Зверёныш внутри меня вздыбливает загривок. Я знаю, что это проверка. Скажу «да» – посыпятся один за другим вопросы. Какие? Как часто? Уверена, что больше ничего не принимаешь? Может, хочешь об этом поговорить? А я не хочу говорить. Не с этими обрюзгшими рожами в белых халатах, смотрящими на меня, как на вошь паршивую, тратящую их драгоценное время. Будто они тут не чаи гоняют целыми днями, а спасают мир.
– Нет, – говорю я. – Жду, пока само пройдёт.
– Героиня, значит? – фыркает врач. – Партизанка. Не надо так, если совсем плохо становится. Вот список, можешь из него выбрать что-то.
Я бегло просматриваю корявые строчки и еле сдерживаю саркастическую улыбку. То, что могу разобрать среди петель и закорючек – детский сад, который давно перестал помогать. Спасибо за участие, вы попытались.
– Так я пойду?
– Иди, Смутьянова, иди, – машет рукой врач, вздыхая. До сих пор не знаю, как его зовут. Пытаюсь разобрать буквы на бейджике, но они расплываются перед глазами. – Если завтра лучше не станет, тогда в поликлинику к терапевту.

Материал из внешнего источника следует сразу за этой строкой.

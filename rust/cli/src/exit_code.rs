//! Exit code constants for the CLI application.

/// Success exit code (standard Unix convention).
pub const SUCCESS: i32 = 0;

/// General error exit code.
pub const ERROR: i32 = 2;

/// The human player quit mid-game.
pub const INTERRUPTED: i32 = 130;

Конечно. Бегу и падаю. Будто я никогда не была в государственных поликлиниках и не получала в ответ хлопанье коровьими ресницами: «Растущий организм, деточка, чего ты хочешь? После восемнадцати пройдёт». Совершеннолетие надвигалось на меня бронепоездом, а улучшений заметно не было. Наоборот. Раньше боль набрасывалась внезапно и так же резко проходила, теперь её размазывает на часы. И промежутки между приступами стали короче, меньше двух месяцев.
Я закрываю дверь кабинета, оставляю позади стерильные запахи спирта и бинтов. В пустом коридоре совсем тихо, только раздаются шаги дежурного по этажу где-то со стороны холла.
В женском туалете тоже никого не оказывается. Холодная вода немного приводит меня в чувство, я умываюсь, щедро плеснув в лицо. Зеркало отражает красные, больные глаза с заметной сеточкой сосудов. Контраст с серой радужкой чудовищный.